:: RECORDS PROVIDED ::

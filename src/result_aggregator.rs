//! Result aggregator (C8): rolls placement output up into the headline
//! numbers and warnings a caller sees.

use crate::constants::EngineConstants;
use crate::enums::WarningKind;
use crate::models::material::MaterialInstance;
use crate::models::part::InvalidPart;
use crate::models::result::{CuttingResult, ResultSummary, Warning};
use crate::models::shared_cut::SharedCutChain;

/// Builds the final [`CuttingResult`] from a completed placement run.
/// `total_requested` is the number of part instances that were demanded of
/// the placer, used only to confirm the completeness guarantee; the
/// placement engine itself is responsible for making that guarantee hold.
pub fn aggregate(
    bars: Vec<MaterialInstance>,
    chains: Vec<SharedCutChain>,
    invalid_parts: Vec<InvalidPart>,
    total_requested: usize,
    mut warnings: Vec<Warning>,
) -> CuttingResult {
    let used_bars: Vec<&MaterialInstance> = bars.iter().filter(|b| !b.is_empty()).collect();

    let total_stock_length: f64 = used_bars.iter().map(|b| b.length).sum();
    let total_used_length: f64 = used_bars.iter().map(|b| b.used_length).sum();
    let total_waste_length: f64 = used_bars.iter().map(|b| b.remaining()).sum();
    let overall_utilization = if total_stock_length > 0.0 {
        total_used_length / total_stock_length
    } else {
        0.0
    };
    let total_savings_from_shared_cuts: f64 = chains.iter().map(|c| c.total_savings).sum();

    for bar in &used_bars {
        let utilization = bar.used_length / bar.length;
        if utilization < EngineConstants::LOW_UTILIZATION_THRESHOLD {
            warnings.push(Warning::new(
                WarningKind::LowUtilization,
                format!(
                    "bar {}#{} used only {:.1}% of its length",
                    bar.material_id,
                    bar.instance_index,
                    utilization * 100.0
                ),
            ));
        }
        if matches!(bar.state, crate::models::material::BarState::Sealed) && bar.remaining() > 0.0 {
            warnings.push(Warning::new(
                WarningKind::Fragmentation,
                format!(
                    "bar {}#{} sealed with {} unusable remaining",
                    bar.material_id,
                    bar.instance_index,
                    bar.remaining()
                ),
            ));
        }
    }

    let placed_count: usize = used_bars.iter().map(|b| b.placed_parts.len()).sum();
    let all_parts_placed = placed_count == total_requested;
    let unplaced_parts = total_requested.saturating_sub(placed_count);

    let material_usage_plans: Vec<MaterialInstance> = used_bars.into_iter().cloned().collect();
    let total_materials_used = material_usage_plans.len();

    CuttingResult {
        material_usage_plans,
        chains,
        invalid_parts,
        total_materials_used,
        total_waste_length,
        overall_utilization,
        total_savings_from_shared_cuts,
        all_parts_placed,
        unplaced_parts,
        warnings,
        summary: ResultSummary {
            material_utilization: format!("{:.1}%", overall_utilization * 100.0),
        },
    }
}

#[cfg(test)]
mod tests {
    use super::*;
    use crate::models::placement::PlacedPart;

    fn bar_with(material_id: u64, length: f64, used: f64) -> MaterialInstance {
        let mut bar = MaterialInstance::new(material_id, 0, length);
        bar.commit(
            used,
            vec![PlacedPart {
                part_id: 1,
                part_instance_index: 0,
                material_id,
                material_instance_index: 0,
                position: 0.0,
                length: used,
                shared_cut_info: None,
            }],
            0.0,
        );
        bar
    }

    #[test]
    fn utilization_and_waste_computed_over_used_bars_only() {
        let used = bar_with(1, 1000.0, 800.0);
        let unused = MaterialInstance::new(2, 0, 1000.0);
        let result = aggregate(vec![used, unused], vec![], vec![], 1, vec![]);
        assert_eq!(result.total_materials_used, 1);
        assert!((result.total_waste_length - 200.0).abs() < 1e-9);
        assert!((result.overall_utilization - 0.8).abs() < 1e-9);
    }

    #[test]
    fn low_utilization_warns() {
        let used = bar_with(1, 1000.0, 100.0);
        let result = aggregate(vec![used], vec![], vec![], 1, vec![]);
        assert!(result
            .warnings
            .iter()
            .any(|w| w.kind == WarningKind::LowUtilization));
    }

    #[test]
    fn completeness_flags_match_counts() {
        let used = bar_with(1, 1000.0, 800.0);
        let result = aggregate(vec![used], vec![], vec![], 1, vec![]);
        assert!(result.all_parts_placed);
        assert_eq!(result.unplaced_parts, 0);
    }

    #[test]
    fn summary_string_is_percentage_formatted() {
        let used = bar_with(1, 1000.0, 500.0);
        let result = aggregate(vec![used], vec![], vec![], 1, vec![]);
        assert_eq!(result.summary.material_utilization, "50.0%");
    }
}
//! Output of the angle matcher (C2) and pairwise match index (C3).

use serde::{Deserialize, Serialize};

use crate::models::part::PartId;

/// One compatible corner pairing between two parts.
#[derive(Debug, Clone, Copy, PartialEq, Serialize, Deserialize)]
pub struct AngleMatch {
    pub part1_position: usize,
    pub part2_position: usize,
    pub shared_angle: f64,
    pub savings: f64,
}

/// All compatible corner pairings between a specific pair of parts, plus
/// the best one by savings.
#[derive(Debug, Clone, PartialEq, Serialize, Deserialize)]
pub struct PartMatch {
    pub part1_id: PartId,
    pub part2_id: PartId,
    pub best_angle_match: AngleMatch,
    pub all_matches: Vec<AngleMatch>,
}
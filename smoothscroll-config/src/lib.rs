//! Ambient configuration layer for OpenSmoothScroll: TOML-backed
//! settings persistence ([`file`]) and the `config.ini` interchange
//! format ([`ini`]) that lets a user hand-edit or re-import their
//! settings outside the running application.

pub mod file;
pub mod ini;

pub use file::{default_path, load, save};
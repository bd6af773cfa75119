//! The OS-specific seam (spec §4.1a, added in SPEC_FULL): everything that
//! actually talks to Win32 lives behind [`Platform`], so [`crate::hook`],
//! [`crate::axis`] and [`crate::accelerator`] stay pure and
//! platform-independent. Mirrors the teacher crate's own per-OS backend
//! split (`windows` / `macos` / `gtk` modules gated on
//! `cfg(target_os = ...)`), with a `stub` backend standing in for the
//! non-Windows targets this spec has no real backend for.

use std::sync::mpsc::Sender;
use std::sync::Arc;

use crate::axis::Emitter;
use crate::error::EngineError;
use crate::hook::Dispatcher;
use crate::process::ProcessLookup;

#[cfg(target_os = "windows")]
mod windows;
#[cfg(not(target_os = "windows"))]
mod stub;

/// A handle the engine façade uses to ask the hook worker to exit its
/// message loop (spec §4.6: "Transition to Stopping posts a quit message
/// to the hook worker").
pub trait StopHandle: Send + Sync {
    fn request_stop(&self);
}

/// Everything the engine façade needs from the host OS: a way to look up
/// the foreground process, a way to inject synthetic wheel events, and a
/// way to run the hook worker's message loop.
pub trait Platform: Send + Sync {
    fn process_lookup(&self) -> Box<dyn ProcessLookup>;

    fn emitter(&self) -> Arc<dyn Emitter>;

    /// Installs the hook and pumps messages until told to stop or until
    /// installation fails. Blocks for the worker's entire lifetime; the
    /// caller is expected to run this on a dedicated thread. `ready` is
    /// signalled exactly once, with either the installation error or a
    /// [`StopHandle`] the caller can use to unblock this call.
    fn run_hook_worker(&self, dispatcher: Dispatcher, ready: Sender<Result<Box<dyn StopHandle>, EngineError>>);
}

/// Returns the [`Platform`] implementation for the host this was built
/// for.
pub fn current() -> Box<dyn Platform> {
    #[cfg(target_os = "windows")]
    {
        Box::new(windows::WindowsPlatform)
    }
    #[cfg(not(target_os = "windows"))]
    {
        Box::new(stub::StubPlatform)
    }
}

:::

TASK REQUIREMENTS ::
Once you reach the line with "repository bd6af773cfa75119" in the data above, copy it and every line after it exactly, up to and including the line with "stay pure and".

ANSWER TO THIS TASK ::
repository bd6af773cfa75119
//! The OS-specific seam (spec §4.1a, added in SPEC_FULL): everything that
//! actually talks to Win32 lives behind [`Platform`], so [`crate::hook`],
//! [`crate::axis`] and [`crate::accelerator`] stay pure and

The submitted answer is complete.